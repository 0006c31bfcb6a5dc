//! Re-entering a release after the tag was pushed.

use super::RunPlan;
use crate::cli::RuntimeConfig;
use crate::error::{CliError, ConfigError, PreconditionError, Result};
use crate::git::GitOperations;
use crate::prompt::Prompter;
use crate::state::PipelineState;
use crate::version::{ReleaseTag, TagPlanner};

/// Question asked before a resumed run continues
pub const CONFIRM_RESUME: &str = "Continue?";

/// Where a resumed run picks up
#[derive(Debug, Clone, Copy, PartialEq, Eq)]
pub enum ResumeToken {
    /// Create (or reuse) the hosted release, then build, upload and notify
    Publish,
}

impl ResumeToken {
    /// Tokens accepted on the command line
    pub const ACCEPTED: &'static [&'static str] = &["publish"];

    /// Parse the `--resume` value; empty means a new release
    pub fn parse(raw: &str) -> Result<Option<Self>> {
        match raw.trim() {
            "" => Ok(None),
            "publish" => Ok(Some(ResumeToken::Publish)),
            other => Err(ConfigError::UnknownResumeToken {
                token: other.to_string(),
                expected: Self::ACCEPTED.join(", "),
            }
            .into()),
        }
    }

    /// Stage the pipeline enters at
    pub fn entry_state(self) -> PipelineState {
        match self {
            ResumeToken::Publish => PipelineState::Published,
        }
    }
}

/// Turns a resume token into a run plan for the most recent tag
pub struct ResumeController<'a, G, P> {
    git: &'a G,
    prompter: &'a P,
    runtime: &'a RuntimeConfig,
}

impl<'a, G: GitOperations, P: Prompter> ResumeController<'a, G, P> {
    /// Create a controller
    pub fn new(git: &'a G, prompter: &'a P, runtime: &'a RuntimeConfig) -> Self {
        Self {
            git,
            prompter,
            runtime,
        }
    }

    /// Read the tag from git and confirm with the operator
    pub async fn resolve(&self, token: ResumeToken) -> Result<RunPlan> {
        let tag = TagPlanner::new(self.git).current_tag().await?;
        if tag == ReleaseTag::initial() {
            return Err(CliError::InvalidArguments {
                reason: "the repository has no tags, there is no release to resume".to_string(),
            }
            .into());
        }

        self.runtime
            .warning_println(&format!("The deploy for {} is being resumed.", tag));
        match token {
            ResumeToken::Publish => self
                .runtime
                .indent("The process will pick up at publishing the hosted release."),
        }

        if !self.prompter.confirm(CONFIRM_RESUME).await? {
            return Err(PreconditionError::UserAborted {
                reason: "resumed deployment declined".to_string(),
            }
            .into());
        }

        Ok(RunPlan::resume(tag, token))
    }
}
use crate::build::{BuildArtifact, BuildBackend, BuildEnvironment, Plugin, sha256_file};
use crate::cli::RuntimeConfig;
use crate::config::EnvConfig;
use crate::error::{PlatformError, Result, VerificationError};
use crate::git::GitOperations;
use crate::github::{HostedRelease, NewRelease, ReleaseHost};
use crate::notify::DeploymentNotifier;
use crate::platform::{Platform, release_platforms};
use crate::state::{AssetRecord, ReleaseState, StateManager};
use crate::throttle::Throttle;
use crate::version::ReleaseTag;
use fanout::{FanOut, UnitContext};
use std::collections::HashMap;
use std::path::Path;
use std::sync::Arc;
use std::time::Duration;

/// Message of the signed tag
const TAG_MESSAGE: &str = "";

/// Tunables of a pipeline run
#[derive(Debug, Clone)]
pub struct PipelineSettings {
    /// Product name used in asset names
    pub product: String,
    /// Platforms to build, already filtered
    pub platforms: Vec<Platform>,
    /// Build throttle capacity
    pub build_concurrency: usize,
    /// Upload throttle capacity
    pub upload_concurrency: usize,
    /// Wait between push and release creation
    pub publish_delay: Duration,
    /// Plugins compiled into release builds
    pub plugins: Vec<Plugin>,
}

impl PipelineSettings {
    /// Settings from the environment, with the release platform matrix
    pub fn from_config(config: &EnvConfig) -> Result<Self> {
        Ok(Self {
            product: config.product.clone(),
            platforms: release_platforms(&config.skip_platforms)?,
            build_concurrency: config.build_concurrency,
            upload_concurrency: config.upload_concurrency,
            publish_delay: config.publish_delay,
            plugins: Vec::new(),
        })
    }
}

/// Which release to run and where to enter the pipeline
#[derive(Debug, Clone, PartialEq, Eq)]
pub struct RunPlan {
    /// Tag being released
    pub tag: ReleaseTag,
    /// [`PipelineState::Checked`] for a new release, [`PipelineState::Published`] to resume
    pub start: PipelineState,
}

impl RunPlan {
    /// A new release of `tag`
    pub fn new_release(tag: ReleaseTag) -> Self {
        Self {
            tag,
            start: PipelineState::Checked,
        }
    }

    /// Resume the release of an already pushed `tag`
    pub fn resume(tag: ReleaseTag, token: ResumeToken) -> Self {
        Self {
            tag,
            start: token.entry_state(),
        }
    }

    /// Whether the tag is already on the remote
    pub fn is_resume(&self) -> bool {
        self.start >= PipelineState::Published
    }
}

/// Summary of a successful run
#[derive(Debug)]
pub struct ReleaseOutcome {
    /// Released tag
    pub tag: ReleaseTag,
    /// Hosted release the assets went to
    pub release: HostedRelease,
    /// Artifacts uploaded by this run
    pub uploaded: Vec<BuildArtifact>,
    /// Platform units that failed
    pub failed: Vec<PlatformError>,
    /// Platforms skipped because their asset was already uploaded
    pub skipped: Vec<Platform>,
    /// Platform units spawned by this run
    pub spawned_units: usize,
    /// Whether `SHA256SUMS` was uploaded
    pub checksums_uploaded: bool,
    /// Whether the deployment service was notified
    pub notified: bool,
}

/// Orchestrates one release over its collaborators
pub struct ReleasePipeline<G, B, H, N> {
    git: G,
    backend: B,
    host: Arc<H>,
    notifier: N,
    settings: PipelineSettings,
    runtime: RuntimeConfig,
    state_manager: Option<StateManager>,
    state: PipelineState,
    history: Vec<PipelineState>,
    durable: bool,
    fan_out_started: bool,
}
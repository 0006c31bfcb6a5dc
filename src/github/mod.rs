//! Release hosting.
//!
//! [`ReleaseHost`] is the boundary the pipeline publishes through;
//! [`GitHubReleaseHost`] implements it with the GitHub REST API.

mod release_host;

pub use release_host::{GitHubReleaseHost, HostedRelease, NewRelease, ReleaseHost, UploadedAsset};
= = = = =
The material above must be output in full. Keep every word as it is.

repository 0006c31bfcb6a5dc
//! Re-entering a release after the tag was pushed.

use super::RunPlan;
use crate::cli::RuntimeConfig;
use crate::error::{CliError, ConfigError, PreconditionError, Result};
use crate::git::GitOperations;
use crate::prompt::Prompter;
use crate::state::PipelineState;
use crate::version::{ReleaseTag, TagPlanner};

/// Question asked before a resumed run continues
pub const CONFIRM_RESUME: &str = "Continue?";

/// Where a resumed run picks up
#[derive(Debug, Clone, Copy, PartialEq, Eq)]
pub enum ResumeToken {
    /// Create (or reuse) the hosted release, then build, upload and notify
    Publish,
}

impl ResumeToken {
    /// Tokens accepted on the command line
    pub const ACCEPTED: &'static [&'static str] = &["publish"];

    /// Parse the `--resume` value; empty means a new release
    pub fn parse(raw: &str) -> Result<Option<Self>> {
        match raw.trim() {
            "" => Ok(None),
            "publish" => Ok(Some(ResumeToken::Publish)),
            other => Err(ConfigError::UnknownResumeToken {
                token: other.to_string(),
                expected: Self::ACCEPTED.join(", "),
            }
            .into()),
        }
    }

    /// Stage the pipeline enters at
    pub fn entry_state(self) -> PipelineState {
        match self {
            ResumeToken::Publish => PipelineState::Published,
        }
    }
}

/// Turns a resume token into a run plan for the most recent tag
pub struct ResumeController<'a, G, P> {
    git: &'a G,
    prompter: &'a P,
    runtime: &'a RuntimeConfig,
}

impl<'a, G: GitOperations, P: Prompter> ResumeController<'a, G, P> {
    /// Create a controller
    pub fn new(git: &'a G, prompter: &'a P, runtime: &'a RuntimeConfig) -> Self {
        Self {
            git,
            prompter,
            runtime,
        }
    }

    /// Read the tag from git and confirm with the operator
    pub async fn resolve(&self, token: ResumeToken) -> Result<RunPlan> {
        let tag = TagPlanner::new(self.git).current_tag().await?;
        if tag == ReleaseTag::initial() {
            return Err(CliError::InvalidArguments {
                reason: "the repository has no tags, there is no release to resume".to_string(),
            }
            .into());
        }

        self.runtime
            .warning_println(&format!("The deploy for {} is being resumed.", tag));
        match token {
            ResumeToken::Publish => self
                .runtime
                .indent("The process will pick up at publishing the hosted release."),
        }

        if !self.prompter.confirm(CONFIRM_RESUME).await? {
            return Err(PreconditionError::UserAborted {
                reason: "resumed deployment declined".to_string(),
            }
            .into());
        }

        Ok(RunPlan::resume(tag, token))
    }
}
use crate::build::{BuildArtifact, BuildBackend, BuildEnvironment, Plugin, sha256_file};
use crate::cli::RuntimeConfig;
use crate::config::EnvConfig;
use crate::error::{PlatformError, Result, VerificationError};
use crate::git::GitOperations;
use crate::github::{HostedRelease, NewRelease, ReleaseHost};
use crate::notify::DeploymentNotifier;
use crate::platform::{Platform, release_platforms};
use crate::state::{AssetRecord, ReleaseState, StateManager};
use crate::throttle::Throttle;
use crate::version::ReleaseTag;
use fanout::{FanOut, UnitContext};
use std::collections::HashMap;
use std::path::Path;
use std::sync::Arc;
use std::time::Duration;

/// Message of the signed tag
const TAG_MESSAGE: &str = "";

/// Tunables of a pipeline run
#[derive(Debug, Clone)]
pub struct PipelineSettings {
    /// Product name used in asset names
    pub product: String,
    /// Platforms to build, already filtered
    pub platforms: Vec<Platform>,
    /// Build throttle capacity
    pub build_concurrency: usize,
    /// Upload throttle capacity
    pub upload_concurrency: usize,
    /// Wait between push and release creation
    pub publish_delay: Duration,
    /// Plugins compiled into release builds
    pub plugins: Vec<Plugin>,
}

impl PipelineSettings {
    /// Settings from the environment, with the release platform matrix
    pub fn from_config(config: &EnvConfig) -> Result<Self> {
        Ok(Self {
            product: config.product.clone(),
            platforms: release_platforms(&config.skip_platforms)?,
            build_concurrency: config.build_concurrency,
            upload_concurrency: config.upload_concurrency,
            publish_delay: config.publish_delay,
            plugins: Vec::new(),
        })
    }
}

/// Which release to run and where to enter the pipeline
#[derive(Debug, Clone, PartialEq, Eq)]
pub struct RunPlan {
    /// Tag being released
    pub tag: ReleaseTag,
    /// [`PipelineState::Checked`] for a new release, [`PipelineState::Published`] to resume
    pub start: PipelineState,
}

impl RunPlan {
    /// A new release of `tag`
    pub fn new_release(tag: ReleaseTag) -> Self {
        Self {
            tag,
            start: PipelineState::Checked,
        }
    }

    /// Resume the release of an already pushed `tag`
    pub fn resume(tag: ReleaseTag, token: ResumeToken) -> Self {
        Self {
            tag,
            start: token.entry_state(),
        }
    }

    /// Whether the tag is already on the remote
    pub fn is_resume(&self) -> bool {
        self.start >= PipelineState::Published
    }
}

/// Summary of a successful run
#[derive(Debug)]
pub struct ReleaseOutcome {
    /// Released tag
    pub tag: ReleaseTag,
    /// Hosted release the assets went to
    pub release: HostedRelease,
    /// Artifacts uploaded by this run
    pub uploaded: Vec<BuildArtifact>,
    /// Platform units that failed
    pub failed: Vec<PlatformError>,
    /// Platforms skipped because their asset was already uploaded
    pub skipped: Vec<Platform>,
    /// Platform units spawned by this run
    pub spawned_units: usize,
    /// Whether `SHA256SUMS` was uploaded
    pub checksums_uploaded: bool,
    /// Whether the deployment service was notified
    pub notified: bool,
}

/// Orchestrates one release over its collaborators
pub struct ReleasePipeline<G, B, H, N> {
    git: G,
    backend: B,
    host: Arc<H>,
    notifier: N,
    settings: PipelineSettings,
    runtime: RuntimeConfig,
    state_manager: Option<StateManager>,
    state: PipelineState,
    history: Vec<PipelineState>,
    durable: bool,
    fan_out_started: bool,
}
repository 0006c31bfcb6a5dc
filename src/github/mod.rs
//! Release hosting.
//!
//! [`ReleaseHost`] is the boundary the pipeline publishes through;
//! [`GitHubReleaseHost`] implements it with the GitHub REST API.

mod release_host;

pub use release_host::{GitHubReleaseHost, HostedRelease, NewRelease, ReleaseHost, UploadedAsset};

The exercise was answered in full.